Становление исторической науки. Появляется Рэтленд — совпадения, совпадения...
Академическому шекспироведению бэконианская критика помогла избавиться от наиболее сомнительных и одиозных «преданий» и легенд, от образа неученого провинциального подмастерья, вдруг превратившегося в Титана знания, мысли и искусства. Его эрудиция, высокая культура теперь частично признавались, хотя оставалось необъясненным и даже стало труднее объяснимым, где и когда он мог их обрести, как произошла такая метаморфоза? Развязавшаяся, пусть и специфическая, дискуссия стимулировала с обеих сторон поиски и изучение документов в архивах и частных собраниях, изучение биографий многочисленных современников Шекспира — государственных деятелей, литераторов, людей театра. К тому же, переживавшая период своего становления научная история распространяла присущие ей методы научно-исторического анализа на всю семью исторических наук. Огромное количество новых фактов, пришедших в шекспироведение, не укладывалось ни в прокрустово ложе донаучных «преданий», ни в скороспелые схемы «дешифровщиков». Противоречие между стратфордскими реалиями и творениями Великого Барда по мере их научного изучения делалось еще заметней, еще неустранимей.

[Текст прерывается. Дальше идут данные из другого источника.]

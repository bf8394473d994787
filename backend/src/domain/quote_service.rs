//! Quote service domain logic.
//!
//! Wraps the pure lifecycle engine with validation, persistence and
//! effect execution. Lifecycle events come in with the caller's
//! expected version; a mismatch is rejected before the engine runs.
//!
//! ## Business Rules
//!
//! - Quotes are created as drafts with amounts derived from the
//!   account's VAT and deposit percentages
//! - Line items can only be edited while a quote is a draft
//! - `deposit_amount` always equals the rounded percentage of the TTC
//!   total, including after a config change
//! - Emails that fail to send are logged, never block a transition

use anyhow::Result;
use chrono::Utc;
use log::{info, warn};
use std::sync::Arc;

use crate::domain::commands::quotes::{
    CreateQuoteCommand, QuoteEventCommand, QuoteEventResult, QuoteListQuery,
    UpdateQuoteItemsCommand,
};
use crate::domain::email_service::EmailService;
use crate::domain::lifecycle::{apply_transition, Effect, EmailKind, TransitionError};
use crate::domain::models::client::DomainClient;
use crate::domain::models::job::DomainJob;
use crate::domain::models::quote::{DomainQuote, QuoteItem, QuoteStatus, QuoteValidationError};
use crate::domain::scheduling;
use crate::storage::csv::{
    ClientRepository, CsvConnection, JobRepository, QuoteRepository,
};
use crate::storage::{AccountStorage, ClientStorage, JobStorage, QuoteStorage};

const MAX_DESCRIPTION_LENGTH: usize = 512;

/// Service for managing quotes and their lifecycle
#[derive(Clone)]
pub struct QuoteService {
    quote_repository: QuoteRepository,
    job_repository: JobRepository,
    client_repository: ClientRepository,
    account_repository: crate::storage::csv::AccountRepository,
    email_service: Arc<EmailService>,
}

impl QuoteService {
    pub fn new(csv_conn: Arc<CsvConnection>, email_service: Arc<EmailService>) -> Self {
        Self {
            quote_repository: QuoteRepository::new((*csv_conn).clone()),
            job_repository: JobRepository::new((*csv_conn).clone()),
            client_repository: ClientRepository::new((*csv_conn).clone()),
            account_repository: crate::storage::csv::AccountRepository::new((*csv_conn).clone()),
            email_service,
        }
    }

    fn validate_items(items: &[QuoteItem]) -> Result<()> {
        if items.is_empty() {
            return Err(QuoteValidationError::NoItems.into());
        }
        for item in items {
            if item.quantity <= 0.0 {
                return Err(QuoteValidationError::NonPositiveQuantity.into());
            }
            if item.unit_price < 0.0 {
                return Err(QuoteValidationError::NegativeUnitPrice.into());
            }
        }
        Ok(())
    }

    /// Create a new draft quote
    pub fn create_quote(&self, command: CreateQuoteCommand) -> Result<DomainQuote> {
        info!("Creating quote for account {}", command.account_id);

        if command.client_ref.trim().is_empty() {
            return Err(QuoteValidationError::EmptyClientRef.into());
        }
        if command.description.len() > MAX_DESCRIPTION_LENGTH {
            return Err(QuoteValidationError::DescriptionTooLong.into());
        }
        Self::validate_items(&command.items)?;

        let config = self.account_repository.get_config(&command.account_id)?;
        let now = Utc::now();

        // Ids are epoch millis; creations in the same millisecond must
        // not collide.
        let mut millis = now.timestamp_millis() as u64;
        while self
            .quote_repository
            .get_quote(&command.account_id, &DomainQuote::generate_id(millis))?
            .is_some()
        {
            millis += 1;
        }

        let mut quote = DomainQuote {
            id: DomainQuote::generate_id(millis),
            account_id: command.account_id,
            client_ref: command.client_ref,
            description: command.description,
            items: command.items,
            total_ht: 0.0,
            total_ttc: 0.0,
            deposit_percentage: 0.0,
            deposit_amount: 0.0,
            deposit_paid: false,
            status: QuoteStatus::Draft,
            sent_at: None,
            last_reminder_at: None,
            responded_at: None,
            created_at: now,
            updated_at: now,
            version: 0,
        };
        quote.recompute_amounts(config.vat_rate, config.deposit_percentage);

        self.quote_repository.store_quote(&quote)?;
        info!("Created quote: {}", quote.id);
        Ok(quote)
    }

    pub fn get_quote(&self, account_id: &str, quote_id: &str) -> Result<DomainQuote> {
        self.quote_repository
            .get_quote(account_id, quote_id)?
            .ok_or_else(|| anyhow::anyhow!("Quote not found: {}", quote_id))
    }

    pub fn list_quotes(&self, account_id: &str, query: QuoteListQuery) -> Result<Vec<DomainQuote>> {
        let quotes = self.quote_repository.list_quotes(account_id)?;
        match query.status {
            Some(status) => {
                let status = QuoteStatus::from_string(&status)
                    .map_err(|e| anyhow::anyhow!("Invalid status filter: {}", e))?;
                Ok(quotes.into_iter().filter(|q| q.status == status).collect())
            }
            None => Ok(quotes),
        }
    }

    /// Replace the line items of a draft quote
    pub fn update_items(&self, command: UpdateQuoteItemsCommand) -> Result<DomainQuote> {
        let quote = self.get_quote(&command.account_id, &command.quote_id)?;

        if quote.status != QuoteStatus::Draft {
            return Err(QuoteValidationError::ItemsLocked(quote.status.to_string()).into());
        }
        Self::validate_items(&command.items)?;

        let config = self.account_repository.get_config(&command.account_id)?;
        let mut updated = quote;
        updated.items = command.items;
        updated.updated_at = Utc::now();
        updated.recompute_amounts(config.vat_rate, config.deposit_percentage);

        self.quote_repository
            .update_quote(&updated, command.expected_version)
    }

    /// Apply a lifecycle event to a quote and execute its effects
    pub fn apply_event(&self, command: QuoteEventCommand) -> Result<QuoteEventResult> {
        info!(
            "Applying event {} to quote {}",
            command.event.name(),
            command.quote_id
        );

        let quote = self.get_quote(&command.account_id, &command.quote_id)?;
        if quote.version != command.expected_version {
            return Err(TransitionError::VersionConflict {
                expected: command.expected_version,
                actual: quote.version,
            }
            .into());
        }

        let now = Utc::now();
        let (next, effects) = apply_transition(&quote, &command.event, now)?;
        let persisted = self
            .quote_repository
            .update_quote(&next, command.expected_version)?;

        let mut created_job_id = None;
        for effect in effects {
            match effect {
                Effect::ScheduleEmail(kind) => self.send_email(&persisted, kind),
                Effect::CreateJob => {
                    created_job_id = Some(self.create_job_for_quote(&persisted)?);
                }
                Effect::ForwardCounterProposal(range) => {
                    let job = self.job_for_quote(&persisted)?;
                    let updated = scheduling::record_client_response(
                        &job,
                        &crate::domain::models::job::ClientDateResponse::Counter(range),
                        now,
                    )?;
                    self.job_repository.update_job(&updated, job.version)?;
                }
                Effect::ForwardDateConfirmation => {
                    let job = self.job_for_quote(&persisted)?;
                    let updated = scheduling::confirm_dates(&job, now)?;
                    self.job_repository.update_job(&updated, job.version)?;
                }
                Effect::ArchiveQuote => {
                    info!("Quote archived: {}", persisted.id);
                }
            }
        }

        Ok(QuoteEventResult {
            quote: persisted,
            created_job_id,
        })
    }

    /// Re-derive amounts on open quotes after a config change. Drafts
    /// get full recomputation; sent and stale quotes keep their
    /// communicated totals and only the deposit is re-derived.
    pub fn recompute_open_deposits(&self, account_id: &str) -> Result<Vec<String>> {
        let config = self.account_repository.get_config(account_id)?;
        let quotes = self.quote_repository.list_quotes(account_id)?;
        let mut recomputed = Vec::new();

        for quote in quotes {
            let mut updated = quote.clone();
            match quote.status {
                QuoteStatus::Draft => {
                    updated.recompute_amounts(config.vat_rate, config.deposit_percentage);
                }
                status if status.is_pre_terminal() => {
                    updated.deposit_percentage = config.deposit_percentage;
                    updated.deposit_amount = crate::domain::models::quote::round2(
                        updated.total_ttc * config.deposit_percentage / 100.0,
                    );
                }
                _ => continue,
            }
            if updated != quote {
                updated.updated_at = Utc::now();
                self.quote_repository.update_quote(&updated, quote.version)?;
                recomputed.push(quote.id.clone());
            }
        }

        if !recomputed.is_empty() {
            info!(
                "Recomputed deposits on {} quotes for {}",
                recomputed.len(),
                account_id
            );
        }
        Ok(recomputed)
    }

    fn client_for_quote(&self, quote: &DomainQuote) -> Result<Option<DomainClient>> {
        self.client_repository
            .get_client(&quote.account_id, &quote.client_ref)
    }

    fn send_email(&self, quote: &DomainQuote, kind: EmailKind) {
        match self.client_for_quote(quote) {
            Ok(Some(client)) => {
                if let Err(e) = self.email_service.send_quote_email(kind, quote, &client) {
                    warn!("Failed to send email for quote {}: {}", quote.id, e);
                }
            }
            Ok(None) => {
                warn!(
                    "No client record {} for quote {}, skipping email",
                    quote.client_ref, quote.id
                );
            }
            Err(e) => warn!("Failed to load client for quote {}: {}", quote.id, e),
        }
    }

    fn job_for_quote(&self, quote: &DomainQuote) -> Result<DomainJob> {
        self.job_repository
            .get_job_for_quote(&quote.account_id, &quote.id)?
            .ok_or_else(|| anyhow::anyhow!("Job not found for quote: {}", quote.id))
    }

    fn create_job_for_quote(&self, quote: &DomainQuote) -> Result<String> {
        // Re-acceptance after a payment event must not create a second job.
        if let Some(existing) = self
            .job_repository
            .get_job_for_quote(&quote.account_id, &quote.id)?
        {
            return Ok(existing.id);
        }

        let now = Utc::now();
        let job = DomainJob::for_quote(
            DomainJob::generate_id(now.timestamp_millis() as u64),
            quote.id.clone(),
            quote.account_id.clone(),
            now,
        );
        self.job_repository.store_job(&job)?;
        info!("Created job {} for quote {}", job.id, quote.id);
        Ok(job.id)
    }
}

Знаменитый писатель Генри Джеймс, измученный попытками проникнуть в «шекспировскую тайну», не удовлетворенный ни бэконианской гипотезой, ни тем более стратфордским евангелием, писал после посещения Стратфорда: «Меня неотступно преследует мысль, что божественный Уильям является величайшим мистификатором, когда-либо существовавшим в этом мире...»1.
В XIX веке продолжалась интенсивная работа ученых над шекспировскими текстами, заново сличались тексты прижизненных кварто и посмертных фолио. В 1860-х годах появилось девятитомное издание произведений Шекспира, считавшееся самым авторитетным, — кембриджское, включавшее все основные разночтения. В 1871 году в США О.Х. Фэрнес начал выпускать «Новый вариорум» — каждому произведению посвящен отдельный большой том — колоссальное издание, в котором позже приняли участие и другие ученые (в том числе Х.Э. Роллинз). Многое было сделано для изучения и переиздания произведений современников Шекспира; была начата работа над полным комментированным изданием сочинений Бена Джонсона, появившимся лишь в XX столетии. Стали выходить тома фундаментального британского Национального биографического словаря, включавшего жизнеописания многих современников Шекспира. Вакуум заполнялся реальными елизаветинцами с их реальными творческими и бытовыми заботами, но центральная фигура эпохи, называемой «шекспировской», — сам Потрясающий Копьем, Титан, Бард упорно продолжал жить лишь в своих творениях, словно отделенный от всех современников магической завесой умолчания и стратфордскими реликвиями.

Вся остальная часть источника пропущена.